Hand surgeon

Hand surgeon

Hand surgeons are a surgical subspecialty specializing in the care and treatment of problems relating to the hand, wrist, and elbow including trauma and hand infection. Hand surgeons do not just engage in surgery - they are the primary medical doctors to deal with these issues, and often use non-surgical approaches.

In the US, hand surgery is a subspecialty of surgery. A surgeon must first qualify as a general surgeon, plastic surgeon, or orthopedic surgeon, and then must do a one year long fellowship in hand practice. Board certified general, plastic, or orthopedics surgeons who have completed approved fellowship training in hand surgery and have met a number of other practice requirements are qualified to take the "Certificate of Added Qualifications in Surgery of the Hand" examination, commonly referred to as the "CAQ"

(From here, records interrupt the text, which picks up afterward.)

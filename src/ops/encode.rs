//! # 인코딩 커널
//!
//! 위치 배치를 받아 레벨마다 주변 8개 꼭짓점의 피처를 삼선형 보간해
//! `[N, L·F]` 임베딩을 만듭니다. 출력 쓰기 외에 부수 효과가 없는 순수 함수입니다.
//!
//! 논리적 스레드 하나가 (샘플, 레벨) 쌍 하나를 맡고, rayon이 이를 병렬로 돌립니다.
//! 파라미터 버퍼는 읽기 전용으로 모든 스레드가 공유합니다.

use ndarray::{Array2, ArrayView2};
use rayon::prelude::*;

use crate::ops::interp::corner_slots;
use crate::ops::plan::LevelPlan;

/// 샘플 `sample`의 좌표를 읽습니다.
#[inline]
pub(crate) fn position_of(positions: &ArrayView2<f32>, sample: usize) -> [f32; 3] {
    [
        positions[[sample, 0]],
        positions[[sample, 1]],
        positions[[sample, 2]],
    ]
}

/// 미리 할당된 평탄 출력 버퍼 `out` (`N·L·F` 길이)에 임베딩을 씁니다.
///
/// # 인자
/// * `positions` - `[N, 3]`, `[0, 1]³`로 정규화된 좌표.
/// * `params` - 평탄화된 파라미터 버퍼, 길이 `plan.num_parameters()`.
/// * `plan` - 레벨 계획.
/// * `out` - 행 우선 `[N, L·F]` 출력.
///
/// 형태는 호출자가 보장합니다. 범위 밖 좌표는 에러 없이 어떤 유효 슬롯을 읽습니다.
pub fn hash_encode_into(
    positions: &ArrayView2<f32>,
    params: &[f32],
    plan: &LevelPlan,
    out: &mut [f32],
) {
    let levels = plan.levels();
    let num_levels = levels.len();
    let features = plan.features_per_level();
    debug_assert_eq!(out.len(), positions.nrows() * num_levels * features);
    debug_assert_eq!(params.len(), plan.num_parameters());

    out.par_chunks_mut(features)
        .enumerate()
        .for_each(|(task, feats)| {
            let sample = task / num_levels;
            let level = &levels[task % num_levels];
            let position = position_of(positions, sample);

            feats.iter_mut().for_each(|v| *v = 0.0);
            for (slot, weight) in corner_slots(level, position) {
                let base = level.param_index(slot, 0, features);
                for (f, acc) in feats.iter_mut().enumerate() {
                    *acc += weight * params[base + f];
                }
            }
        });
}

/// `[N, 3]` 위치를 인코딩해 `[N, L·F]` 임베딩을 반환합니다.
pub fn hash_encode(positions: &ArrayView2<f32>, params: &[f32], plan: &LevelPlan) -> Array2<f32> {
    let mut output = Array2::<f32>::zeros((positions.nrows(), plan.output_dim()));
    let out = output
        .as_slice_mut()
        .expect("freshly allocated array is contiguous");
    hash_encode_into(positions, params, plan, out);
    output
}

The historical context for the three qualifying fields is that both plastic surgery and orthopedic surgery are more recent branches off the general surgery main trunk. Modern hand surgery began in World War II as a military planning decision. US Surgeon General Norman Kirk knew that hand injuries in World War I had poor outcomes in part because there was no formal system to deal with them. Kirk also knew that his civilian general surgical colleague Dr. Stirling Bunnell had a special interest and experience in hand reconstruction. Kirk tapped Bunnell to train military surgeons in the management of hand injuries to treat the war casualties, and at that time hand surgery became a formal specialty. Orthopedic surgeons continued to develop special techniques to manage small bones, as found in the wrist and hand. Pioneering plastic surgeons developed microsurgical techniques for repairing the small nerves and arteries of the hand. Surgeons from all three specialties have contributed to the development of techniques for repairing tendons and managing a broad range of acute and chronic hand injuries. Hand surgery incorporates techniques from orthopaedics, plastic surgery, general surgery, neurosurgery, vascular and microvascular surgery and psychiatry and is a complex, fascinating specialty.

The American Society for Surgery of the Hand is one of the main societies in the field, and a good source of information.